* DIRECTIONS
Could you write out all the records once more, exactly?

++++++++++

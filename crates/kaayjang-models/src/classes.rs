//! Class (classe) models and DTOs.
//!
//! A class pairs a level with one of that level's tracks.

use chrono::{DateTime, Utc};
use kaayjang_core::serde::{deserialize_optional_trimmed, deserialize_trimmed};
use serde::{Deserialize, Serialize};
use sqlx::FromRow;
use utoipa::ToSchema;
use validator::Validate;

use crate::ids::{ClassId, LevelId, TrackId};
use crate::levels::{Level, LevelClassCount};
use crate::students::Student;
use crate::tracks::{Track, TrackClassCount};

#[derive(Debug, Clone, PartialEq, Serialize, Deserialize, FromRow, ToSchema)]
#[serde(rename_all = "camelCase")]
pub struct Class {
    pub id: ClassId,
    pub code: String,
    #[serde(rename = "libelle")]
    pub label: String,
    #[serde(rename = "niveauId")]
    pub level_id: LevelId,
    #[serde(rename = "filiereId")]
    pub track_id: TrackId,
    pub created_at: DateTime<Utc>,
    pub updated_at: DateTime<Utc>,
}

#[derive(Debug, Deserialize, Validate, ToSchema)]
pub struct CreateClassDto {
    #[serde(deserialize_with = "deserialize_trimmed")]
    #[validate(length(min = 1, message = "code is required"))]
    #[schema(example = "6A")]
    pub code: String,
    #[serde(rename = "libelle", deserialize_with = "deserialize_trimmed")]
    #[validate(length(min = 1, message = "libelle is required"))]
    #[schema(example = "Sixième A")]
    pub label: String,
    #[serde(rename = "niveauId", deserialize_with = "deserialize_trimmed")]
    #[validate(length(min = 1, message = "niveauId is required"))]
    pub level_id: String,
    #[serde(rename = "filiereId", deserialize_with = "deserialize_trimmed")]
    #[validate(length(min = 1, message = "filiereId is required"))]
    pub track_id: String,
}

#[derive(Debug, Default, Deserialize, Validate, ToSchema)]
pub struct UpdateClassDto {
    #[serde(default, deserialize_with = "deserialize_optional_trimmed")]
    #[validate(length(min = 1, message = "code cannot be empty"))]
    pub code: Option<String>,
    #[serde(
        rename = "libelle",
        default,
        deserialize_with = "deserialize_optional_trimmed"
    )]
    #[validate(length(min = 1, message = "libelle cannot be empty"))]
    pub label: Option<String>,
    #[serde(
        rename = "niveauId",
        default,
        deserialize_with = "deserialize_optional_trimmed"
    )]
    #[validate(length(min = 1, message = "niveauId cannot be empty"))]
    pub level_id: Option<String>,
    #[serde(
        rename = "filiereId",
        default,
        deserialize_with = "deserialize_optional_trimmed"
    )]
    #[validate(length(min = 1, message = "filiereId cannot be empty"))]
    pub track_id: Option<String>,
}

/// A class with the number of students enrolled in it.
#[derive(Debug, Clone, Serialize, FromRow, ToSchema)]
#[serde(rename_all = "camelCase")]
pub struct ClassWithCount {
    #[serde(flatten)]
    #[sqlx(flatten)]
    pub class: Class,
    pub etudiants_count: i64,
}

/// A class with its track, as listed under a level.
#[derive(Debug, Clone, Serialize, ToSchema)]
pub struct ClassWithTrack {
    #[serde(flatten)]
    pub class: Class,
    pub filiere: Track,
}

/// A class with its level and track resolved.
#[derive(Debug, Clone, Serialize, ToSchema)]
pub struct ClassWithRelations {
    #[serde(flatten)]
    pub class: Class,
    pub niveau: Level,
    pub filiere: Track,
}

/// A class with its level, track and student count.
#[derive(Debug, Serialize, ToSchema)]
#[serde(rename_all = "camelCase")]
pub struct ClassSummary {
    #[serde(flatten)]
    pub class: Class,
    pub niveau: Level,
    pub filiere: Track,
    pub etudiants_count: i64,
}

/// A class with its level, track and enrolled students.
#[derive(Debug, Serialize, ToSchema)]
pub struct ClassDetails {
    #[serde(flatten)]
    pub class: Class,
    pub niveau: Level,
    pub filiere: Track,
    pub etudiants: Vec<Student>,
}

#[derive(Debug, Serialize, ToSchema)]
#[serde(rename_all = "camelCase")]
pub struct ClassStatistics {
    pub total_classes: i64,
    pub classes_by_niveau: Vec<LevelClassCount>,
    pub classes_by_filiere: Vec<TrackClassCount>,
}

#[cfg(test)]
mod tests {
    use super::*;

    fn sample_class() -> Class {
        Class {
            id: ClassId::from("cls-1"),
            code: "6A".to_string(),
            label: "Sixième A".to_string(),
            level_id: LevelId::from("lvl-1"),
            track_id: TrackId::from("trk-1"),
            created_at: Utc::now(),
            updated_at: Utc::now(),
        }
    }

    #[test]
    fn test_create_class_dto_validation() {
        let valid: CreateClassDto = serde_json::from_str(
            r#"{"code":"6A","libelle":"Sixième A","niveauId":"lvl-1","filiereId":"trk-1"}"#,
        )
        .unwrap();
        assert!(valid.validate().is_ok());

        let blank: CreateClassDto = serde_json::from_str(
            r#"{"code":"","libelle":" ","niveauId":"lvl-1","filiereId":"trk-1"}"#,
        )
        .unwrap();
        let errors = blank.validate().unwrap_err();
        let fields = errors.field_errors();
        assert!(fields.contains_key("code"));
        assert!(fields.contains_key("label"));
    }

    #[test]
    fn test_create_class_dto_requires_track() {
        let result = serde_json::from_str::<CreateClassDto>(
            r#"{"code":"6A","libelle":"Sixième A","niveauId":"lvl-1"}"#,
        );
        assert!(result.is_err());
    }

    #[test]
    fn test_update_class_dto_code_only() {
        let dto: UpdateClassDto = serde_json::from_str(r#"{"code":"6B"}"#).unwrap();
        assert!(dto.validate().is_ok());
        assert_eq!(dto.code.as_deref(), Some("6B"));
        assert!(dto.level_id.is_none());
        assert!(dto.track_id.is_none());
    }

    #[test]
    fn test_class_serializes_public_field_names() {
        let value = serde_json::to_value(sample_class()).unwrap();

        assert_eq!(value["code"], "6A");
        assert_eq!(value["libelle"], "Sixième A");
        assert_eq!(value["niveauId"], "lvl-1");
        assert_eq!(value["filiereId"], "trk-1");
    }

    #[test]
    fn test_class_with_count_is_flattened() {
        let row = ClassWithCount {
            class: sample_class(),
            etudiants_count: 12,
        };
        let value = serde_json::to_value(&row).unwrap();

        assert_eq!(value["code"], "6A");
        assert_eq!(value["etudiantsCount"], 12);
    }

    #[test]
    fn test_statistics_field_names() {
        let stats = ClassStatistics {
            total_classes: 0,
            classes_by_niveau: vec![],
            classes_by_filiere: vec![],
        };
        let value = serde_json::to_value(&stats).unwrap();

        assert_eq!(value["totalClasses"], 0);
        assert!(value["classesByNiveau"].is_array());
        assert!(value["classesByFiliere"].is_array());
    }
}
//! Request middleware.
//!
//! - [`rate_limit`]: Per-client request quota on `/api`

pub mod rate_limit;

++++++++++

* PROBLEM SOLUTION
filename crates/kaayjang-models/src/classes.rs
//! Class (classe) models and DTOs.
//!
//! A class pairs a level with one of that level's tracks.

use chrono::{DateTime, Utc};
use kaayjang_core::serde::{deserialize_optional_trimmed, deserialize_trimmed};
use serde::{Deserialize, Serialize};
use sqlx::FromRow;
use utoipa::ToSchema;
use validator::Validate;

use crate::ids::{ClassId, LevelId, TrackId};
use crate::levels::{Level, LevelClassCount};
use crate::students::Student;
use crate::tracks::{Track, TrackClassCount};

#[derive(Debug, Clone, PartialEq, Serialize, Deserialize, FromRow, ToSchema)]
#[serde(rename_all = "camelCase")]
pub struct Class {
    pub id: ClassId,
    pub code: String,
    #[serde(rename = "libelle")]
    pub label: String,
    #[serde(rename = "niveauId")]
    pub level_id: LevelId,
    #[serde(rename = "filiereId")]
    pub track_id: TrackId,
    pub created_at: DateTime<Utc>,
    pub updated_at: DateTime<Utc>,
}

#[derive(Debug, Deserialize, Validate, ToSchema)]
pub struct CreateClassDto {
    #[serde(deserialize_with = "deserialize_trimmed")]
    #[validate(length(min = 1, message = "code is required"))]
    #[schema(example = "6A")]
    pub code: String,
    #[serde(rename = "libelle", deserialize_with = "deserialize_trimmed")]
    #[validate(length(min = 1, message = "libelle is required"))]
    #[schema(example = "Sixième A")]
    pub label: String,
    #[serde(rename = "niveauId", deserialize_with = "deserialize_trimmed")]
    #[validate(length(min = 1, message = "niveauId is required"))]
    pub level_id: String,
    #[serde(rename = "filiereId", deserialize_with = "deserialize_trimmed")]
    #[validate(length(min = 1, message = "filiereId is required"))]
    pub track_id: String,
}

#[derive(Debug, Default, Deserialize, Validate, ToSchema)]
pub struct UpdateClassDto {
    #[serde(default, deserialize_with = "deserialize_optional_trimmed")]
    #[validate(length(min = 1, message = "code cannot be empty"))]
    pub code: Option<String>,
    #[serde(
        rename = "libelle",
        default,
        deserialize_with = "deserialize_optional_trimmed"
    )]
    #[validate(length(min = 1, message = "libelle cannot be empty"))]
    pub label: Option<String>,
    #[serde(
        rename = "niveauId",
        default,
        deserialize_with = "deserialize_optional_trimmed"
    )]
    #[validate(length(min = 1, message = "niveauId cannot be empty"))]
    pub level_id: Option<String>,
    #[serde(
        rename = "filiereId",
        default,
        deserialize_with = "deserialize_optional_trimmed"
    )]
    #[validate(length(min = 1, message = "filiereId cannot be empty"))]
    pub track_id: Option<String>,
}

/// A class with the number of students enrolled in it.
#[derive(Debug, Clone, Serialize, FromRow, ToSchema)]
#[serde(rename_all = "camelCase")]
pub struct ClassWithCount {
    #[serde(flatten)]
    #[sqlx(flatten)]
    pub class: Class,
    pub etudiants_count: i64,
}

/// A class with its track, as listed under a level.
#[derive(Debug, Clone, Serialize, ToSchema)]
pub struct ClassWithTrack {
    #[serde(flatten)]
    pub class: Class,
    pub filiere: Track,
}

/// A class with its level and track resolved.
#[derive(Debug, Clone, Serialize, ToSchema)]
pub struct ClassWithRelations {
    #[serde(flatten)]
    pub class: Class,
    pub niveau: Level,
    pub filiere: Track,
}

/// A class with its level, track and student count.
#[derive(Debug, Serialize, ToSchema)]
#[serde(rename_all = "camelCase")]
pub struct ClassSummary {
    #[serde(flatten)]
    pub class: Class,
    pub niveau: Level,
    pub filiere: Track,
    pub etudiants_count: i64,
}

/// A class with its level, track and enrolled students.
#[derive(Debug, Serialize, ToSchema)]
pub struct ClassDetails {
    #[serde(flatten)]
    pub class: Class,
    pub niveau: Level,
    pub filiere: Track,
    pub etudiants: Vec<Student>,
}

#[derive(Debug, Serialize, ToSchema)]
#[serde(rename_all = "camelCase")]
pub struct ClassStatistics {
    pub total_classes: i64,
    pub classes_by_niveau: Vec<LevelClassCount>,
    pub classes_by_filiere: Vec<TrackClassCount>,
}

#[cfg(test)]
mod tests {
    use super::*;

    fn sample_class() -> Class {
        Class {
            id: ClassId::from("cls-1"),
            code: "6A".to_string(),
            label: "Sixième A".to_string(),
            level_id: LevelId::from("lvl-1"),
            track_id: TrackId::from("trk-1"),
            created_at: Utc::now(),
            updated_at: Utc::now(),
        }
    }

    #[test]
    fn test_create_class_dto_validation() {
        let valid: CreateClassDto = serde_json::from_str(
            r#"{"code":"6A","libelle":"Sixième A","niveauId":"lvl-1","filiereId":"trk-1"}"#,
        )
        .unwrap();
        assert!(valid.validate().is_ok());

        let blank: CreateClassDto = serde_json::from_str(
            r#"{"code":"","libelle":" ","niveauId":"lvl-1","filiereId":"trk-1"}"#,
        )
        .unwrap();
        let errors = blank.validate().unwrap_err();
        let fields = errors.field_errors();
        assert!(fields.contains_key("code"));
        assert!(fields.contains_key("label"));
    }

    #[test]
    fn test_create_class_dto_requires_track() {
        let result = serde_json::from_str::<CreateClassDto>(
            r#"{"code":"6A","libelle":"Sixième A","niveauId":"lvl-1"}"#,
        );
        assert!(result.is_err());
    }

    #[test]
    fn test_update_class_dto_code_only() {
        let dto: UpdateClassDto = serde_json::from_str(r#"{"code":"6B"}"#).unwrap();
        assert!(dto.validate().is_ok());
        assert_eq!(dto.code.as_deref(), Some("6B"));
        assert!(dto.level_id.is_none());
        assert!(dto.track_id.is_none());
    }

    #[test]
    fn test_class_serializes_public_field_names() {
        let value = serde_json::to_value(sample_class()).unwrap();

        assert_eq!(value["code"], "6A");
        assert_eq!(value["libelle"], "Sixième A");
        assert_eq!(value["niveauId"], "lvl-1");
        assert_eq!(value["filiereId"], "trk-1");
    }

    #[test]
    fn test_class_with_count_is_flattened() {
        let row = ClassWithCount {
            class: sample_class(),
            etudiants_count: 12,
        };
        let value = serde_json::to_value(&row).unwrap();

        assert_eq!(value["code"], "6A");
        assert_eq!(value["etudiantsCount"], 12);
    }

    #[test]
    fn test_statistics_field_names() {
        let stats = ClassStatistics {
            total_classes: 0,
            classes_by_niveau: vec![],
            classes_by_filiere: vec![],
        };
        let value = serde_json::to_value(&stats).unwrap();

        assert_eq!(value["totalClasses"], 0);
        assert!(value["classesByNiveau"].is_array());
        assert!(value["classesByFiliere"].is_array());
    }
}
//! Request middleware.
//!
//! - [`rate_limit`]: Per-client request quota on `/api`

pub mod rate_limit;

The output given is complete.